The Best Argument Arts Educators Are Not Making

by Robert Pondiscio
April 13th, 2010

In a speech last week at the Arts Education Partnership National Forum, Education Secretary Arne Duncan took up the cause of arts education and argued forcefully against curriculum narrowing.  Even in the face of budget cuts facing school districts, Duncan said, “now is the time to rethink and strengthen arts education.”

“And I ask you to help build the national case for the importance of a well-rounded curriculum–not just in the arts but in the humanities writ large. The question of what constitutes an educated person has been taken up by the great thinkers in every society. Yet few of those leading lights have concluded that a well-educated person need only learn math, science, and read in their native tongue.”

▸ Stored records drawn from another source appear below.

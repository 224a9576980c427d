use serde::{Deserialize, Serialize};
use chrono::{DateTime, Utc};

use super::field::{Field, FieldValue, FIELD_COUNT};

#[derive(Debug, Clone, Copy, PartialEq, Eq, Serialize, Deserialize, Default)]
#[serde(rename_all = "lowercase")]
pub enum QuestionnaireStatus {
    #[default]
    Draft,
    Completed,
    Reviewed,
}

impl QuestionnaireStatus {
    pub fn as_str(self) -> &'static str {
        match self {
            QuestionnaireStatus::Draft => "draft",
            QuestionnaireStatus::Completed => "completed",
            QuestionnaireStatus::Reviewed => "reviewed",
        }
    }
}

/// Черновик анкеты одного пользователя
#[derive(Debug, Clone, PartialEq, Serialize, Deserialize)]
#[serde(rename_all = "camelCase")]
pub struct QuestionnaireDraft {
    pub full_name: String,
    pub age: u32,
    pub phone: String,
    pub email: String,
    pub education: String,
    pub work_experience: String,
    pub skills: String,
    pub interests: String,
    pub goals: String,
    pub additional_info: String,
    pub status: QuestionnaireStatus,
    pub created_at: DateTime<Utc>,
    pub updated_at: DateTime<Utc>,
}

impl QuestionnaireDraft {
    pub fn new() -> Self {
        let now = Utc::now();
        Self {
            full_name: String::new(),
            age: 0,
            phone: String::new(),
            email: String::new(),
            education: String::new(),
            work_experience: String::new(),
            skills: String::new(),
            interests: String::new(),
            goals: String::new(),
            additional_info: String::new(),
            status: QuestionnaireStatus::Draft,
            created_at: now,
            updated_at: now,
        }
    }

    pub fn set(&mut self, field: Field, value: FieldValue) {
        use FieldValue::{Number, Text};
        match (field, value) {
            (Field::FullName, Text(v)) => self.full_name = v,
            (Field::Age, Number(v)) => self.age = v,
            (Field::Phone, Text(v)) => self.phone = v,
            (Field::Email, Text(v)) => self.email = v,
            (Field::Education, Text(v)) => self.education = v,
            (Field::WorkExperience, Text(v)) => self.work_experience = v,
            (Field::Skills, Text(v)) => self.skills = v,
            (Field::Interests, Text(v)) => self.interests = v,
            (Field::Goals, Text(v)) => self.goals = v,
            (Field::AdditionalInfo, Text(v)) => self.additional_info = v,
            (field, value) => {
                log::warn!("Mismatched value {:?} for field {:?}", value, field);
            }
        }
        self.updated_at = Utc::now();
    }

    /// Количество заполненных полей из десяти
    pub fn filled_count(&self) -> usize {
        let texts = [
            &self.full_name,
            &self.phone,
            &self.email,
            &self.education,
            &self.work_experience,
            &self.skills,
            &self.interests,
            &self.goals,
            &self.additional_info,
        ];
        let mut filled = texts.iter().filter(|v| !v.is_empty()).count();
        if self.age != 0 {
            filled += 1;
        }
        filled
    }

    pub fn completion_percentage(&self) -> u32 {
        (self.filled_count() * 100 / FIELD_COUNT) as u32
    }

    /// Полнота по шести обязательным полям
    pub fn is_complete(&self) -> bool {
        !self.full_name.is_empty()
            && self.age != 0
            && !self.phone.is_empty()
            && !self.email.is_empty()
            && !self.education.is_empty()
            && !self.work_experience.is_empty()
    }

    pub fn progress(&self) -> QuestionnaireProgress {
        QuestionnaireProgress {
            percentage: self.completion_percentage(),
            completed_fields: self.filled_count(),
            total_fields: FIELD_COUNT,
            is_complete: self.is_complete(),
        }
    }
}

impl Default for QuestionnaireDraft {
    fn default() -> Self {
        Self::new()
    }
}

#[derive(Debug, Clone, Copy, PartialEq, Eq)]
pub struct QuestionnaireProgress {
    pub percentage: u32,
    pub completed_fields: usize,
    pub total_fields: usize,
    pub is_complete: bool,
}

impl QuestionnaireProgress {
    pub fn empty() -> Self {
        Self {
            percentage: 0,
            completed_fields: 0,
            total_fields: FIELD_COUNT,
            is_complete: false,
        }
    }
}
use std::collections::HashMap;
use std::sync::Arc;
use teloxide::types::ChatId;
use thiserror::Error;
use tokio::sync::{Mutex, OwnedMutexGuard, RwLock};

use crate::bot_state::SessionStateTracker;
use crate::database::{GatewayError, PersistenceGateway};
use crate::models::{
    Field, FieldValue, PersistedQuestionnaire, QuestionnaireProgress, SessionState,
};

use super::draft_store::DraftStore;

#[derive(Debug, Error)]
pub enum SaveError {
    #[error("no questionnaire draft in progress")]
    NoActiveDraft,
    #[error("user {0} is not registered")]
    UserNotFound(ChatId),
    #[error("questionnaire row was not updated")]
    UpdateRejected,
    #[error(transparent)]
    Gateway(#[from] GatewayError),
}

/// Результат обработки ввода для поля
#[derive(Debug, Clone, PartialEq)]
pub enum InputOutcome {
    /// Значение записано, состояние переведено на next
    Accepted { value: FieldValue, next: SessionState },
    /// Ввод отклонен, состояние и черновик не изменены
    Rejected { reason: &'static str },
    NoActiveDraft,
}

// Блокировка на пользователя: операции одного пользователя строго
// последовательны, разные пользователи не мешают друг другу
#[derive(Clone, Default)]
struct UserLocks {
    inner: Arc<RwLock<HashMap<ChatId, Arc<Mutex<()>>>>>,
}

impl UserLocks {
    async fn acquire(&self, chat_id: ChatId) -> OwnedMutexGuard<()> {
        let existing = self.inner.read().await.get(&chat_id).cloned();
        let lock = match existing {
            Some(lock) => lock,
            None => self
                .inner
                .write()
                .await
                .entry(chat_id)
                .or_insert_with(|| Arc::new(Mutex::new(())))
                .clone(),
        };
        lock.lock_owned().await
    }
}

/// Машина состояний заполнения анкеты
#[derive(Clone)]
pub struct QuestionnaireEngine {
    gateway: Arc<dyn PersistenceGateway>,
    drafts: DraftStore,
    sessions: SessionStateTracker,
    locks: UserLocks,
}

impl QuestionnaireEngine {
    pub fn new(gateway: Arc<dyn PersistenceGateway>, sessions: SessionStateTracker) -> Self {
        Self {
            gateway,
            drafts: DraftStore::default(),
            sessions,
            locks: UserLocks::default(),
        }
    }

    /// Новый черновик и переход к первому полю
    pub async fn start(&self, chat_id: ChatId) -> Field {
        let _guard = self.locks.acquire(chat_id).await;
        self.drafts.start(chat_id).await;
        let first = Field::first();
        self.sessions
            .set(chat_id, SessionState::AwaitingField(first))
            .await;
        first
    }

    /// Валидация ввода, запись в черновик и переход к следующему полю.
    /// При отклонении состояние и черновик остаются прежними.
    pub async fn handle_field_input(
        &self,
        chat_id: ChatId,
        field: Field,
        text: &str,
    ) -> InputOutcome {
        let _guard = self.locks.acquire(chat_id).await;

        let value = match field.validate(text) {
            Ok(value) => value,
            Err(reason) => {
                log::debug!("Input for {:?} rejected for user {}", field, chat_id);
                return InputOutcome::Rejected { reason };
            }
        };

        if !self
            .drafts
            .update_field(chat_id, field, value.clone())
            .await
        {
            log::warn!("Field input from user {} without an active draft", chat_id);
            return InputOutcome::NoActiveDraft;
        }

        let next = match field.next() {
            Some(next_field) => SessionState::AwaitingField(next_field),
            None => SessionState::ConfirmingSave,
        };
        self.sessions.set(chat_id, next).await;

        InputOutcome::Accepted { value, next }
    }

    pub async fn progress(&self, chat_id: ChatId) -> QuestionnaireProgress {
        match self.drafts.get(chat_id).await {
            Some(draft) => draft.progress(),
            None => QuestionnaireProgress::empty(),
        }
    }

    /// Сохранение черновика: create для новой анкеты, update для существующей.
    /// Черновик и состояние очищаются только при успехе.
    pub async fn save(&self, chat_id: ChatId) -> Result<(), SaveError> {
        let _guard = self.locks.acquire(chat_id).await;

        let draft = self
            .drafts
            .get(chat_id)
            .await
            .ok_or(SaveError::NoActiveDraft)?;

        let user = self
            .gateway
            .find_user_by_identity(chat_id)
            .await?
            .ok_or(SaveError::UserNotFound(chat_id))?;

        let payload = serde_json::to_value(&draft).map_err(GatewayError::from)?;
        let status = draft.status.as_str();

        let existing = self.gateway.find_questionnaire_by_user(user.id).await?;
        if existing.is_some() {
            let updated = self
                .gateway
                .update_questionnaire(user.id, payload, status)
                .await?;
            if !updated {
                return Err(SaveError::UpdateRejected);
            }
        } else {
            self.gateway
                .create_questionnaire(user.id, payload, status)
                .await?;
        }

        self.drafts.remove(chat_id).await;
        self.sessions.clear(chat_id).await;
        log::info!("Questionnaire saved for user {}", chat_id);

        Ok(())
    }

    /// Отмена заполнения. Идемпотентна: false значит отменять было нечего.
    pub async fn cancel(&self, chat_id: ChatId) -> bool {
        let _guard = self.locks.acquire(chat_id).await;
        let was_active = self.drafts.remove(chat_id).await;
        self.sessions.clear(chat_id).await;
        if was_active {
            log::info!("Questionnaire cancelled for user {}", chat_id);
        }
        was_active
    }

    /// Сохраненная анкета пользователя, если есть
    pub async fn saved_questionnaire(
        &self,
        chat_id: ChatId,
    ) -> Result<Option<PersistedQuestionnaire>, GatewayError> {
        let user = match self.gateway.find_user_by_identity(chat_id).await? {
            Some(user) => user,
            None => return Ok(None),
        };
        self.gateway.find_questionnaire_by_user(user.id).await
    }

    /// Удаление сохраненной анкеты; черновик в памяти не трогается
    pub async fn delete_saved(&self, chat_id: ChatId) -> Result<bool, GatewayError> {
        let user = match self.gateway.find_user_by_identity(chat_id).await? {
            Some(user) => user,
            None => return Ok(false),
        };
        self.gateway.delete_questionnaire(user.id).await
    }
}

It’s always heartening to hear high-powered support for a well-rounded curriculum.  But I wonder if the Secretary–and arts educators, too – aren’t overlooking the most potent weapon in their arsenal for why the arts matter in our performance and data-driven age.  Arts education has a crucial and underappreciated role to play in boosting reading achievementespecially among our most disadvantaged students who tend to have less out-of-school exposure to the arts than their more privileged peers.

As Dan Willingham, E.D. Hirsch and others never tire of pointing out, “teaching content is teaching reading.”  There is a mountain of evidence that the ability to comprehend is largely a function of a student’s prior knowledge across all content disciplines.  Schools that narrow curriculum, forsaking the arts to devote more time to reading instruction are making a critical, self-defeating mistake.  As Willingham put it in his Washington Post blog last week, “Until we start paying more attention to content, expect flat reading scores.”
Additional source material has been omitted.